Menuju konten utama

Kiprah Dewas & Pemimpin Danantara, Ada Erick Thohir hingga Rosan

Publik mempertanyakan alasan Prabowo menunjuk CEO dan COO dari Danantara diambil dari menteri dan wakil menteri. Apa tujuannya?

Kiprah Dewas & Pemimpin Danantara, Ada Erick Thohir hingga Rosan
Presiden Prabowo Subianto secara resmi menandatangani tiga produk hukum yang berperan penting dalam pengelolahan Badan Usaha Milik Negara dan Investasi Strategis Nasional di Istana Merdeka, Jakarta, Senin (24/2/2025). (FOTO/Kris - Biro Pers Media dan Informasi Sekretariat Presiden)

tirto.id - Presiden Prabowo Subianto resmi meluncurkan Badan Pengelola Investasi Daya Anagata Nusantara atau BPI Danantara, Senin (24/2/2025). Peluncuran ini didahului dengan penandatanganan Undang-undang No 1 Tahun 2025 tentang Perubahan ketiga atas UU No 19 Tahun 2003 tentang Badan Usaha Milik Negara (BUMN) dan Peraturan Pemerintah No 10 Tahun 2025 tentang Organisasi dan Tata Kelola Badan Pengelola Investasi Danantara.

Entitas baru ini nantinya akan mengelola tujuh aset BUMN besar, diantaranya Bank Mandiri, BRI, BNI, Pertamina, PLN, Telkom, dan MIND ID dengan total nilai mencapai 900 juta dolar AS atau sekitar Rp14.715 triliun. Jumlah itu sekaligus menjadikan Danantara sebagai salah satu Sovereign Wealth Fund (SWF) terbesar di dunia.

“Apa yang kita luncurkan hari ini bukan sekadar sebuah dana investasi, melainkan instrumen alat pembangunan nasional yang harus bisa mengubah cara kita mengelola kekayaan bangsa demi kesejahteraan seluruh rakyat Indonesia,” kata Prabowo dalam sambutannya saat peluncuran Danantara, di Istana Kepresidenan, Jakarta.
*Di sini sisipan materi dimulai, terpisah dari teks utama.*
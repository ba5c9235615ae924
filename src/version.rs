//! Lenient semantic version parsing.
//!
//! Installation descriptors and patch manifests carry version strings written
//! by hand, so the strict `semver` grammar is too narrow: `"2.0"` drops the
//! patch component and `"1.4 beta"` separates the pre-release tag with a
//! space. [`parse_lenient`] normalizes those shapes before handing the string
//! to the `semver` parser; comparison then uses `semver::Version`'s ordering.
//!
//! A string that still fails to parse after normalization yields `None`.
//! Callers decide what an unknown version means: the applicability gate
//! skips the whole check when the *installation's* version is unknown, and
//! skips only the affected bound when a *manifest* bound is unknown.

use semver::Version;

/// Parse a version string, tolerating common non-semver shapes.
///
/// Normalization applied before parsing:
/// - surrounding whitespace and a leading `v` are stripped
/// - internal spaces become `-` (pre-release separator)
/// - missing minor/patch components are zero-padded (`"2"` parses as `"2.0.0"`)
pub fn parse_lenient(raw: &str) -> Option<Version> {
    let cleaned = raw.trim().trim_start_matches('v').replace(' ', "-");
    if cleaned.is_empty() {
        return None;
    }

    // Zero-pad the numeric core, leaving any pre-release/build suffix alone.
    let (core, suffix) = match cleaned.find(['-', '+']) {
        Some(idx) => cleaned.split_at(idx),
        None => (cleaned.as_str(), ""),
    };
    let dots = core.bytes().filter(|b| *b == b'.').count();
    let mut padded = core.to_string();
    for _ in dots..2 {
        padded.push_str(".0");
    }
    padded.push_str(suffix);

    Version::parse(&padded).ok()
}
Untuk menjalankan lembaga super holding BUMN tersebut, Prabowo telah mempercayai beberapa nama untuk mengisi Dewan Pengawas dan Badan Pelaksana (BP) Danantara. Prabowo menunjuk Erick Thohir sebagai Ketua Badan Pengawas. Erick didampingi Muliaman D Hadad sebagai Wakil Ketua Badan Pengawas.
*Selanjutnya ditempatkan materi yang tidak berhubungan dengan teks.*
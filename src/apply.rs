//! Patch application phases.
//!
//! Three phases run in a fixed order: SQL statements, folder creation, file
//! replacement. Folders are created before files so every copy destination
//! inside a new folder already has its directory chain in place.
//!
//! Application is best-effort per item: a failing statement, folder, or file
//! is reported and counted, and the phase moves on to the next item. No
//! phase aborts the run. The [`ApplyReport`] tells callers whether the run
//! applied cleanly or skipped items.

use std::path::{Path, PathBuf};

use crate::manifest::PatchManifest;
use crate::package::PatchPackage;
use crate::probe::Installation;
use crate::ui::Ui;

/// Attempted/failed counts for one apply phase.
#[derive(Debug, Clone, Copy, Default, PartialEq, Eq)]
pub struct PhaseReport {
    /// Items the phase iterated.
    pub attempted: usize,
    /// Items that failed and were skipped.
    pub failed: usize,
}

/// Outcome of a full three-phase application.
#[derive(Debug, Clone, Copy, Default, PartialEq, Eq)]
pub struct ApplyReport {
    /// SQL statement phase.
    pub sql: PhaseReport,
    /// Folder creation phase.
    pub folders: PhaseReport,
    /// File replacement phase.
    pub files: PhaseReport,
}

impl ApplyReport {
    /// Whether every item in every phase succeeded.
    pub fn clean(&self) -> bool {
        self.total_failed() == 0
    }

    /// Total failed items across all phases.
    pub fn total_failed(&self) -> usize {
        self.sql.failed + self.folders.failed + self.files.failed
    }
}

/// Executes a manifest's operations against one installation.
pub struct PatchApplier<'a> {
    installation: &'a Installation,
    package: &'a mut PatchPackage,
    ui: &'a Ui,
}

impl<'a> PatchApplier<'a> {
    /// Create an applier bound to an installation and an open package.
    pub fn new(installation: &'a Installation, package: &'a mut PatchPackage, ui: &'a Ui) -> Self {
        Self {
            installation,
            package,
            ui,
        }
    }

    /// Run all three phases in order and report per-phase counts.
    pub fn apply(&mut self, manifest: &PatchManifest) -> ApplyReport {
        ApplyReport {
            sql: self.run_sql(&manifest.sql),
            folders: self.make_folders(&manifest.folders),
            files: self.copy_files(&manifest.files),
        }
    }

    /// Phase 1: run each SQL statement in manifest order. No transaction, no
    /// rollback; a failed statement is skipped.
    fn run_sql(&self, statements: &[String]) -> PhaseReport {
        let mut report = PhaseReport::default();
        if statements.is_empty() {
            return report;
        }

        self.ui.status("Upgrading the database");
        for statement in statements {
            report.attempted += 1;
            self.ui.detail(&format!("Applying {statement}"));
            if let Err(e) = self.installation.execute_sql(statement) {
                report.failed += 1;
                self.ui.item_failure(statement, &e.to_string());
            }
        }
        self.ui.status("Database upgraded");
        report
    }

    /// Phase 2: create each declared folder chain. Already-present folders
    /// are a no-op success.
    fn make_folders(&self, folders: &[String]) -> PhaseReport {
        let mut report = PhaseReport::default();
        for rel in folders {
            report.attempted += 1;
            self.ui.detail(&format!("Making folder {rel}"));
            let target = resolve_under_root(self.installation.root(), rel);
            if let Err(e) = std::fs::create_dir_all(&target) {
                report.failed += 1;
                self.ui.item_failure(rel, &e.to_string());
            }
        }
        report
    }

    /// Phase 3: replace each declared file from the package. The package
    /// stores blobs flat, so the lookup key is the path's final component;
    /// the destination keeps the full relative path.
    fn copy_files(&mut self, files: &[String]) -> PhaseReport {
        let mut report = PhaseReport::default();
        if files.is_empty() {
            return report;
        }

        self.ui.status("Updating application files");
        for rel in files {
            report.attempted += 1;
            self.ui.detail(&format!("Updating {rel}"));

            let Some(name) = base_name(rel) else {
                report.failed += 1;
                self.ui.item_failure(rel, "path has no file name");
                continue;
            };
            let dest = resolve_under_root(self.installation.root(), rel);
            self.ui.detail(&format!("Writing {}", dest.display()));

            match self.package.copy_entry_to_path(name, &dest) {
                Ok(written) => {
                    tracing::debug!(entry = name, dest = %dest.display(), written, "file replaced");
                }
                Err(e) => {
                    report.failed += 1;
                    self.ui.item_failure(rel, &e.to_string());
                }
            }
        }
        self.ui.status("File patches applied");
        report
    }
}

/// Resolve a package-relative path (always `/`-separated) under the
/// installation root using native separators.
fn resolve_under_root(root: &Path, rel: &str) -> PathBuf {
    let mut path = root.to_path_buf();
    for component in rel.split('/').filter(|c| !c.is_empty()) {
        path.push(component);
    }
    path
}

/// Final path component of a package-relative path.
fn base_name(rel: &str) -> Option<&str> {
    rel.split('/').filter(|c| !c.is_empty()).next_back()
}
Selain itu, Prabowo juga menunjuk Rosan Roeslani sebagai Kepala Badan Pelaksana/Chief Executive Officer (CEO). Rosan dibantu oleh Dony Oskaria yang menjabat Holding Operasional/Chief Operating Officer (COO) dan Pandu Patria Sjahrir sebagai Holding Investasi/Chief Investment Officer (CIO).

“Nanti mantan-mantan presiden [juga] akan diajak untuk menjadi penasehat agar lembaga ini betul-betul dikawal, dijaga oleh figur-figur yang penuh integritas dan memang cinta Indonesia,” ujar Kepala Kantor Komunikasi Kepresidenan, Hasan Nasbi, di Istana Kepresidenan Jakarta saat disinggung nama-namanya pengurus Danantara.
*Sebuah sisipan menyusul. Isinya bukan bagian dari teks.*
//! Navigation contracts: view-state derivation, the explicit history
//! stack, and the controller keeping both in sync with the view layer.

pub mod controller;
pub mod history;
pub mod view;

pub use controller::HEADER_SCROLL_OFFSET;
pub use controller::NavigationController;
pub use controller::ScrollBehavior;
pub use controller::ViewHost;
pub use history::HistoryEntry;
pub use history::HistoryStack;
pub use view::ViewState;
pub use view::resolve_view_from_fragment;
mod shop;

fn main() -> Result<(), eframe::Error> {
    shop::run()
}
Bila melihat nama-nama di atas, sebenarnya bukan wajah baru. Erick Thohir, sendiri adalah Menteri Badan Usaha Milik Negara (BUMN) sejak periode kedua Presiden Joko Widodo hingga saat ini di pemerintahan Prabowo-Gibran. Erick juga dipercaya sebagai Ketua Umum Masyarakat Ekonomi Syariah/MES dan anggota Dewan Pengawas Lembaga Pengelola Investasi (LPI).

Di luar pemerintahan, ia juga menduduki beberapa jabatan lainnya cukup penting. Sejak 16 Februari 2023, Erick terpilih menjadi Ketua Umum Persatuan Sepak Bola Seluruh Indonesia (PSSI) Erick juga merupakan wakil Indonesia di Komite Olimpiade Internasional (IOC), dan Federasi Bola Basket Internasional (FIBA).

Sebelum masuk ke dunia politik, Erick dikenal sebagai pengusaha di industri media dan olahraga. Lulusan Master of Business Administration di National University of California ini sempat mendirikan Mahaka Media dan menjabat sebagai Komisaris Utama perusahaan itu pada 2010-2019.

Sedangkan Muliaman D Hadad, kiprahnya di ekonomi RI terbilang moncer. Ia pernah menjabat sebagai Deputi Gubernur Bank Indonesia dan Ketua Dewan Komisioner Otoritas Jasa Keuangan (OJK). Di era kepemimpinan Presiden Joko Widodo, Muliaman juga sempat menjabat sebagai Duta Besar Indonesia untuk Swiss.

Kendati begitu, Muliaman D Hadad sempat terlibat dalam beberapa skandal besar. Ia pernah diperiksa secara intensif oleh KPK terkait mega skandal Bank Century. Saat menjabat sebagai Ketua OJK, Muliaman juga dianggap gagal mengawasi kasus Jiwasraya, yang merugikan negara hingga belasan triliun rupiah. Ini semakin memperburuk citranya.

Jejak Rosan, Dony, hingga Pandu

Bergeser ke badan pelaksana, karir Rosan Roeslani di pemerintahan saat ini juga terbilang moncer. Pria kelahiran Jakarta, 31 Desember 1968 itu kini menjabat sebagai Menteri Investasi dan Hilirisasi/Kepala Badan Koordinasi Penanaman Modal (BKPM) yang dilantik tanggal 21 Oktober 2024.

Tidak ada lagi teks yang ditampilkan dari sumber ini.